No one should have been shocked when, years later, the son of the mechanical Turk’s creator revealed the illusion behind the machine that had fooled some of the world’s most powerful people. In every match the automaton ever played, a chess master hired by its creator was hiding inside, moving the pieces with magnets.

With AI, the gears running the machine are mathematical computation. Nothing new, but the presentation of the automaton as an independent being is no less dishonest. The magic hidden inside is, in fact, theft. AI realists will caution that this is a normal technology, that many of the debates are being driven by an industry that sees the removal of moral guardrails as its guiding principle. Want to fire employees? Let the machine handle it. Want an excuse to kill Iranian or Palestinian civilians? Have the machine shoot first and create a statistical justification afterward.

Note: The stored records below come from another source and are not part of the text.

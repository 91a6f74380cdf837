//! Application layer - orchestration of domain logic.
//!
//! This layer coordinates the domain logic and manages the runtime behavior:
//! - Request throttle (decision making)
//! - Circuit breaker (per-category overload guard)
//! - Event notifier (decision fan-out)
//! - Metrics and per-category stats
//!
//! ## Ports
//!
//! The application layer defines ports (traits) that infrastructure
//! adapters must implement. This keeps the application layer independent
//! from infrastructure details.

pub mod breaker;
pub mod metrics;
pub mod notifier;
pub mod ports;
pub mod stats;
pub mod throttle;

Sir Roger Penrose, one of the leading theoretical physicists behind our understanding of black holes and the nature of the universe, asserts that the fundamental flaw in AI is that it doesn’t place value on whether something is true. “Understanding is different from computing.” 

In a sense these errors are self-correcting. AI hiring agents will eventually be overwhelmed by AI applicants. Surveillance systems are likely to reveal a truth everyone already knows: that everyone hates the people operating them.

One day we will have a clearer picture of how many people have been murdered by this technology–and by the men behind it who sold it to governments. How many have been killed because they matched an approximation? How many hours do humans have to pour over the endless list of disasters which have already been set in motion? How long until investors see the industry leaders the way the public does, as increasingly disconnected and delusional?

AI is a misnomer. The technology has dazzled boomers and devoured a large share of the world’s largest economy. But just as the U.S. was an incubator for many tech advances, it also appears to be leading the backlash in public opinion. 

According to Gallup, 71% of Americans oppose data center construction in their areas, while many impacted counties are exploring moratoriums and blanket bans on new construction. In Virginia, the global epicenter of the data processing industry, 92% of voters say politicians are failing to manage the sector’s rapid growth and environmental burden. In a highly contentious midterm election year in the U.S., sheer disgust at AI data centers and their environmental and economic impact is proving to be a rare unifying issue.

Most notably, the AI boom appears losing both of its anticipated drivers—businesses and young users. While increasing numbers of large businesses are rehiring people amid rising AI costs, younger generations are souring on the technologies as such: anger (31%) and anxiety (42%) have surpassed excitement (26%) and hope (18%). It’s an open secret that using the term “AI” in consumer advertising has become a sure way to scare off customers. 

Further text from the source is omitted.